Con la morte di Ennio Morricone l’Italia perde un pezzo di storia che comincia poco più di mezzo secolo fa quando "C’era una volta in Italia la Hollywood sul Tevere". Era l’epoca di Cinecittà, con il suo star system, i film che attraevano investimenti delle major americane, il cinema dei grandi autori ma anche peplum, western, horror e poliziotteschi proiettati da un capo all’altro del pianeta. Un’industria che era composta da tanti validi artigiani. Il compositore è stato due volte Premio Oscar e ha raggiunto il top del cinema mondiale grazie al sodalizio con Sergio Leone. Ha composto più di 500 melodie, spesso immortali, per il cinema e la televisione. A partire dal 1946 ha composto più di 100 brani classici, ma ciò che ha dato la fama mondiale a Morricone come compositore, sono state le musiche prodotte per il genere del western all'italiana che lo hanno portato a collaborare con registi come Sergio Leone, Duccio Tessari e Sergio Corbucci, con titoli come la Trilogia del dollaro, "Una pistola per Ringo", "La resa dei conti", "Il grande silenzio", "Il mercenario", "Il mio nome è Nessuno" e la Trilogia del tempo.

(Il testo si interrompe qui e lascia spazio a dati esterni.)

use sdata_core::{
    load, save_to_string, to_value, FullName, ProgramMetadata, SaveOptions, TypeKind, TypeMetadata,
};

fn main() {
    let mut builder = ProgramMetadata::builder();
    let user = builder.declare_class(FullName::new("urn:example:users", "User"));
    builder
        .class(user)
        .property("Name", TypeMetadata::atom(TypeKind::String, false))
        .property("Email", TypeMetadata::atom(TypeKind::String, true))
        .property(
            "Roles",
            TypeMetadata::atom_set(TypeMetadata::atom(TypeKind::String, false), false),
        );
    let program = match builder.build() {
        Ok(program) => program,
        Err(e) => {
            eprintln!("Invalid metadata: {e}");
            return;
        }
    };

    let data = r#"
        a0:User <a0 = "urn:example:users"> {
            Name = "John Doe"
            Email = "john.doe@example.com"
            Roles = ["admin", "ops"]
        }
    "#;

    match load("example.sds", data, &program, user) {
        Ok(obj) => {
            match to_value(&obj, &program).to_json() {
                Ok(json) => println!("Loaded SData as JSON:\n{json}"),
                Err(e) => eprintln!("Failed to export: {e}"),
            }
            match save_to_string(&obj, &program, user, &SaveOptions::spaces(4)) {
                Ok(text) => println!("Saved back:\n{text}"),
                Err(e) => eprintln!("Failed to save: {e}"),
            }
        }
        Err(e) => {
            eprintln!("Failed to load: {:?}", miette::Report::new(e));
        }
    }
}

Dagli anni Settanta divenne un nome di rilievo anche nel cinema hollywoodiano, componendo musiche per registi americani come John Carpenter, Brian De Palma, Barry Levinson, Mike Nichols, Oliver Stone e Quentin Tarantino. Morricone ha scritto le musiche per numerose pellicole nominate all'Academy Award come "I giorni del cielo", "Mission" e "The Untouchables - Gli intoccabili". Nel 2007 ha ricevuto il Premio Oscar onorario alla carriera "per i suoi contributi magnifici all'arte della musica da film" dopo essere stato nominato per cinque volte tra il 1979 e il 2001 senza aver mai ricevuto il premio. Il 28 febbraio 2016, ottiene il suo secondo Oscar per le partiture del film di Quentin Tarantino, "The Hateful Eight" per la quale si è aggiudicato anche il Golden Globe. Da ultimo aveva scritto la musica per la pièce "Ci sono giorni che non accadono mai" al debutto giovedì. Prima del lockdown stava lavorando a tre commissioni, ma aveva dovuto rinunciare: un pezzo avrebbe dovuto essere suonato al Duomo di Milano e un altro era destinato a una piccola associazione musicale. Le sue due statuette americane le teneva nello studio sotto chiave.

"Una mia fissazione, - aveva confessato, - che risale a tanti anni fa, quando uno dei miei figli prestava i dischi agli amici e non li rivedevo più. Li prendeva dallo studio. Vedevo che si assottigliavano sempre di più". Le musiche a cui era più legato erano "quelle che mi hanno fatto soffrire di più o quelle di film belli che sono andati malissimo, come ‘Un tranquillo posto di campagna’ o ‘Un uomo a metà’. Può succedere anche questo. Ho scritto più di cinquecento pezzi e mi chiedono solo degli spaghetti western" scherzava. Romano di Trastevere, era figlio di un musicista, suo padre suonava la tromba all’Opera di Roma ma siccome lo stipendio non bastava, scelse la libera professione. Così Ennio lo affiancò nei night-club come seconda tromba. C’era la guerra, la prima cosa che gli veniva in mente parlandone era un prete partigiano che gli disse, "tra poco ne sentirete delle belle". Era la bomba di via Rasella. Voleva fare il medico, amava gli scacchi, ma giocoforza fece la stessa professione del padre. Quando raccontava il successo dei film di Sergio Leone, lui sosteneva che la colonna sonora di "C’era una volta in America" l’aveva scritta per "Amore senza fine" di Zeffirelli, ma ritirò la musica quando il regista fiorentino di imporgli nella colonna sonora anche una canzone di Lionel Richie.